Stored items
══════════════════════════════

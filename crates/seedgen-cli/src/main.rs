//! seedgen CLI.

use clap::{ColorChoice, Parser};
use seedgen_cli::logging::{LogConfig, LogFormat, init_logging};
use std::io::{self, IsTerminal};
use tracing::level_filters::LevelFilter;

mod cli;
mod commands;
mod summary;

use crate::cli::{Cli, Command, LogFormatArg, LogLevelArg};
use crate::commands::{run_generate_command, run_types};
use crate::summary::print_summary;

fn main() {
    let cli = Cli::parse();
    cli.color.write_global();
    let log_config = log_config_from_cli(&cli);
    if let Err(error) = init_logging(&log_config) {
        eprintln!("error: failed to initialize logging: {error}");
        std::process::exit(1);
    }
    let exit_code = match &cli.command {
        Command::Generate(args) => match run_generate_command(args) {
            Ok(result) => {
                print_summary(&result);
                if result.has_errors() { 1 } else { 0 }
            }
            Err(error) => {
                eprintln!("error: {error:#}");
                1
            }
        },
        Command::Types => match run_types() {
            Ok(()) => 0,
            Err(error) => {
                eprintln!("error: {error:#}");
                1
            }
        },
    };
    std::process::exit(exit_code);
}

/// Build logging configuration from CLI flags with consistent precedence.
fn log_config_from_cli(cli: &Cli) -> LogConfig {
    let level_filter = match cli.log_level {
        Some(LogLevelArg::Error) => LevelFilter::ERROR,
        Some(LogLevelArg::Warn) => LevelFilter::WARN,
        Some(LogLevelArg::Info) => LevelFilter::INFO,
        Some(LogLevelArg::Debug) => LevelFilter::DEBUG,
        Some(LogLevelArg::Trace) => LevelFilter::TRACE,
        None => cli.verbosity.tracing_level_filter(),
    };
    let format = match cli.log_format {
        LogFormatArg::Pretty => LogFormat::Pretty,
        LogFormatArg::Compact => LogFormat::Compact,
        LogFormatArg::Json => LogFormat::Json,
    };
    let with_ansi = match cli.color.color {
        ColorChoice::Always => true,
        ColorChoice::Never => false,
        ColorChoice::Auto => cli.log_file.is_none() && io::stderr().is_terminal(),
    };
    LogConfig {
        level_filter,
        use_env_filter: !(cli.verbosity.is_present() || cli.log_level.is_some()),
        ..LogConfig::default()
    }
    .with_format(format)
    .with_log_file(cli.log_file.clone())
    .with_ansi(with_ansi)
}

══════════════════════════════

#### [Task requirements]
Give every entry again, character for character.

#### [Output for this exercise]
filename crates/seedgen-cli/src/main.rs
//! seedgen CLI.

use clap::{ColorChoice, Parser};
use seedgen_cli::logging::{LogConfig, LogFormat, init_logging};
use std::io::{self, IsTerminal};
use tracing::level_filters::LevelFilter;

mod cli;
mod commands;
mod summary;

use crate::cli::{Cli, Command, LogFormatArg, LogLevelArg};
use crate::commands::{run_generate_command, run_types};
use crate::summary::print_summary;

fn main() {
    let cli = Cli::parse();
    cli.color.write_global();
    let log_config = log_config_from_cli(&cli);
    if let Err(error) = init_logging(&log_config) {
        eprintln!("error: failed to initialize logging: {error}");
        std::process::exit(1);
    }
    let exit_code = match &cli.command {
        Command::Generate(args) => match run_generate_command(args) {
            Ok(result) => {
                print_summary(&result);
                if result.has_errors() { 1 } else { 0 }
            }
            Err(error) => {
                eprintln!("error: {error:#}");
                1
            }
        },
        Command::Types => match run_types() {
            Ok(()) => 0,
            Err(error) => {
                eprintln!("error: {error:#}");
                1
            }
        },
    };
    std::process::exit(exit_code);
}

/// Build logging configuration from CLI flags with consistent precedence.
fn log_config_from_cli(cli: &Cli) -> LogConfig {
    let level_filter = match cli.log_level {
        Some(LogLevelArg::Error) => LevelFilter::ERROR,
        Some(LogLevelArg::Warn) => LevelFilter::WARN,
        Some(LogLevelArg::Info) => LevelFilter::INFO,
        Some(LogLevelArg::Debug) => LevelFilter::DEBUG,
        Some(LogLevelArg::Trace) => LevelFilter::TRACE,
        None => cli.verbosity.tracing_level_filter(),
    };
    let format = match cli.log_format {
        LogFormatArg::Pretty => LogFormat::Pretty,
        LogFormatArg::Compact => LogFormat::Compact,
        LogFormatArg::Json => LogFormat::Json,
    };
    let with_ansi = match cli.color.color {
        ColorChoice::Always => true,
        ColorChoice::Never => false,
        ColorChoice::Auto => cli.log_file.is_none() && io::stderr().is_terminal(),
    };
    LogConfig {
        level_filter,
        use_env_filter: !(cli.verbosity.is_present() || cli.log_level.is_some()),
        ..LogConfig::default()
    }
    .with_format(format)
    .with_log_file(cli.log_file.clone())
    .with_ansi(with_ansi)
}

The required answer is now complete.